But what about the Battle of Swift Island Bridge? It was a most unusual clash — not man against man, but rather man against a giant structure.

That was the subject for the Stanly County Historical Society’s latest event, held Thursday night at Central United Methodist Church. Roughly 100 people were in attendance as county historian Lewis Bramlett regaled the crowd with the colorful history surrounding the destruction of the original Swift Island Bridge in the late 1920s.

With the advent of the automobile in the early 20th century, the first Swift Island bridge, which cost about $200,000, opened to the public in December 1921, Bramlett said, as a means of replacing the ferry service bearing the same name. It was made up of three arches, each about 147 feet across with seven 40-foot deck girder approach spans on both ends. In total, it was 1,068 feet long.

“The bridge was the pride of the highway commission and the envy of every bridge community from one end of the state to the other,” Fred T. Morgan, a reporter with the Stanly News & Press, once wrote, calling it “a feat in engineering and the epitome of suburb workmanship.”

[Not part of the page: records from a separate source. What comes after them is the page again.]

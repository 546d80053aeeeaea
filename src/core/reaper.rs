//! Reaper: periodic background sweep that removes containers past their max
//! age and reconciles the KV Directory against what the engine actually has
//! running (SPEC_FULL.md §4.6). Polling-loop shape follows the teacher's
//! `session_manager::run` staggered-interval pattern.

use std::sync::Arc;
use std::time::Duration;

use tracing::{info, warn};

use crate::config::Config;
use crate::core::driver::{ContainerDriver, CREATED_AT_LABEL, MANAGED_LABEL, SESSION_LABEL, USER_LABEL};
use crate::core::kv::KvDirectory;
use crate::core::registry::SessionRegistry;

pub struct Reaper {
    driver: Arc<dyn ContainerDriver>,
    kv: Arc<dyn KvDirectory>,
    registry: Arc<SessionRegistry>,
    config: Arc<Config>,
}

impl Reaper {
    pub fn new(
        driver: Arc<dyn ContainerDriver>,
        kv: Arc<dyn KvDirectory>,
        registry: Arc<SessionRegistry>,
        config: Arc<Config>,
    ) -> Self {
        Self {
            driver,
            kv,
            registry,
            config,
        }
    }

    /// Runs the sweep loop until the process shuts down. Intended to be
    /// spawned once as a background task from `main`.
    pub async fn run(self) {
        let mut interval = tokio::time::interval(self.config.cleanup_interval);
        loop {
            interval.tick().await;
            if let Err(e) = self.sweep_once().await {
                warn!(error = %e, "reaper sweep failed");
            }
        }
    }

    pub async fn sweep_once(&self) -> anyhow::Result<()> {
        let containers = self
            .driver
            .list(&format!("{MANAGED_LABEL}=true"))
            .await
            .map_err(|e| anyhow::anyhow!(e.to_string()))?;

        let now = chrono::Utc::now().timestamp();
        let max_age = self.config.cleanup_max_container_age.as_secs() as i64;
        let mut reaped = 0usize;

        for container in containers {
            let Some(created_at) = container
                .labels
                .get(CREATED_AT_LABEL)
                .and_then(|v| v.parse::<i64>().ok())
            else {
                continue;
            };

            if now - created_at < max_age {
                continue;
            }

            let user_id = container.labels.get(USER_LABEL).cloned().unwrap_or_default();
            let session_id = container.labels.get(SESSION_LABEL).cloned().unwrap_or_default();

            // A session touched since this container's creation timestamp is
            // still active (the KV TTL tracks last-touch, not creation), so
            // skip it even though the container itself has aged out.
            if let Ok(Some(record)) = self.kv.get_session(&user_id, &session_id).await {
                if record.container_id == container.id && record.last_touched_at > created_at {
                    continue;
                }
            }

            // Skip sessions whose lock is currently held: a request is
            // in flight and removing the container underneath it would be
            // unsafe. The next sweep will pick it up once idle.
            match self
                .registry
                .reap_if_unlocked(&user_id, &session_id, &container.id)
                .await
            {
                Ok(true) => reaped += 1,
                Ok(false) => continue,
                Err(e) => {
                    warn!(container_id = %container.id, error = %e, "reaper failed to remove container");
                    continue;
                }
            }
        }

        if reaped > 0 {
            info!(reaped, "reaper swept aged-out containers");
        }
        Ok(())
    }
}

#[cfg(test)]
mod tests {
    use super::*;
    use crate::core::driver::fake::FakeDriver;
    use crate::core::kv::{FakeKvDirectory, SessionRecord};
    use std::collections::HashSet;

    fn test_config(max_age_secs: u64) -> Config {
        Config {
            session_ttl: Duration::from_secs(1800),
            container_image: "sandbox:latest".to_string(),
            container_mem_limit: 268_435_456,
            container_cpu_quota_pct: 50,
            default_exec_timeout: Duration::from_secs(30),
            allowed_commands: HashSet::new(),
            cleanup_interval: Duration::from_secs(60),
            cleanup_max_container_age: Duration::from_secs(max_age_secs),
            workspace_max_file_size: 10_485_760,
            workspace_persist_volumes: false,
            redis_url: "redis://127.0.0.1:6379".to_string(),
            docker_socket: None,
            jwt_secret: "test-secret".to_string(),
            bind_addr: "0.0.0.0:8080".to_string(),
        }
    }

    #[tokio::test]
    async fn reaps_containers_older_than_max_age() {
        let driver = Arc::new(FakeDriver::default());
        let kv: Arc<dyn KvDirectory> = Arc::new(FakeKvDirectory::default());
        let config = Arc::new(test_config(60));
        let registry = Arc::new(SessionRegistry::new(kv.clone(), driver.clone(), config.clone()));

        let mut labels = std::collections::HashMap::new();
        labels.insert(MANAGED_LABEL.to_string(), "true".to_string());
        labels.insert(USER_LABEL.to_string(), "alice".to_string());
        labels.insert(SESSION_LABEL.to_string(), "s1".to_string());
        labels.insert(CREATED_AT_LABEL.to_string(), "1700000000".to_string());

        let container_id = driver
            .create(crate::core::driver::ContainerSpec {
                image: "sandbox:latest".to_string(),
                labels,
                env: vec![],
                volume_mount: None,
                tmpfs_workspace: true,
                working_dir: "/workspace".to_string(),
                mem_limit: 268_435_456,
                cpu_quota_pct: 50,
                pids_limit: 64,
                nofile_soft: 1024,
                nofile_hard: 2048,
            })
            .await
            .unwrap();

        kv.put_session(
            &SessionRecord {
                user_id: "alice".to_string(),
                session_id: "s1".to_string(),
                container_id: container_id.clone(),
                volume_name: None,
                created_at: 1_700_000_000,
                last_touched_at: 1_700_000_000,
            },
            1800,
        )
        .await
        .unwrap();

        let reaper = Reaper::new(driver.clone(), kv.clone(), registry, config);
        reaper.sweep_once().await.unwrap();

        assert_eq!(driver.container_count(), 0);
        assert!(kv.get_session("alice", "s1").await.unwrap().is_none());
    }

    #[tokio::test]
    async fn skips_recently_touched_sessions() {
        let driver = Arc::new(FakeDriver::default());
        let kv: Arc<dyn KvDirectory> = Arc::new(FakeKvDirectory::default());
        let config = Arc::new(test_config(3600));
        let registry = Arc::new(SessionRegistry::new(kv.clone(), driver.clone(), config.clone()));

        let mut labels = std::collections::HashMap::new();
        labels.insert(MANAGED_LABEL.to_string(), "true".to_string());
        labels.insert(USER_LABEL.to_string(), "alice".to_string());
        labels.insert(SESSION_LABEL.to_string(), "s1".to_string());
        labels.insert(CREATED_AT_LABEL.to_string(), "1700000000".to_string());

        let container_id = driver
            .create(crate::core::driver::ContainerSpec {
                image: "sandbox:latest".to_string(),
                labels,
                env: vec![],
                volume_mount: None,
                tmpfs_workspace: true,
                working_dir: "/workspace".to_string(),
                mem_limit: 268_435_456,
                cpu_quota_pct: 50,
                pids_limit: 64,
                nofile_soft: 1024,
                nofile_hard: 2048,
            })
            .await
            .unwrap();

        kv.put_session(
            &SessionRecord {
                user_id: "alice".to_string(),
                session_id: "s1".to_string(),
                container_id: container_id.clone(),
                volume_name: None,
                created_at: 1_700_000_000,
                last_touched_at: 1_700_050_000,
            },
            1800,
        )
        .await
        .unwrap();

        let reaper = Reaper::new(driver.clone(), kv.clone(), registry, config);
        reaper.sweep_once().await.unwrap();

        assert_eq!(driver.container_count(), 1);
    }
}
use axum::{extract::State, http::StatusCode, Json};
use serde_json::json;
use std::sync::Arc;

use crate::http::state::AppState;

pub async fn health() -> Json<serde_json::Value> {
    Json(json!({ "status": "ok" }))
}

/// Readiness additionally checks that the container engine is reachable by
/// listing managed containers; an engine outage flips this to 503 without
/// the process exiting.
pub async fn ready(State(state): State<Arc<AppState>>) -> (StatusCode, Json<serde_json::Value>) {
    match state.driver.list("sandbox.managed=true").await {
        Ok(_) => (StatusCode::OK, Json(json!({ "status": "ready" }))),
        Err(e) => (
            StatusCode::SERVICE_UNAVAILABLE,
            Json(json!({ "status": "not-ready", "reason": e.to_string() })),
        ),
    }
}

But just a few years later, Carolina Power and Light, which was headquartered in Albemarle, began construction of a hydroelectric plant in Norwood. Once built, it would flood the area around the bridge so the structure had to be replaced with a new one.

Morgan wrote that it “seemed a great waste to destroy such as fine and costly structure,” adding that officials decided to “sacrifice” the bridge “as a steppingstone to progress.”

The bridge’s demolition would be anything but easy and would feature a comedy of errors. Instead of simply demolishing the bridge, the state highway department and the U.S. Bureau of Public Roads seized the opportunity to test its strength.

Enormous wooden tanks were built and filled with water. Each weighed 164 tons, many times the load the bridge was intended to bear. After rolling two across at once and producing only minor cracks in the concrete, engineers turned the bridge over to the U.S. War Department.

It was time for Plan B.

Army airplanes peppered the bridge with 80 bombs loaded with sand.

“The planes were simulated for a war-time scenario because that 6,000 to 8,000 feet would have been what they would have flown in battle,” Bramlett said.

Bombing a bridge with that much firepower might seem like a relatively easy task, but it was anything but. After the bombardment, which lasted a few days, only one bomb accurately hit the bridge and so it was left intact, with only minor damage. Bramlett read where one pilot noted how hard it was — he said he had only a tenth of a second in order to successfully drop the bomb on the bridge.

Another pilot, interviewed by the Greensboro Daily News, commented that “trying to hit that bridge down there below us was just like trying to drop a pea from the top of the Jefferson Standard Building (374 foot building in Greensboro) on a ribbon across the street below.”

On to Plan C.

An artillery unit then shelled the bridge but, again, though damage was taken, the bridge was still left standing.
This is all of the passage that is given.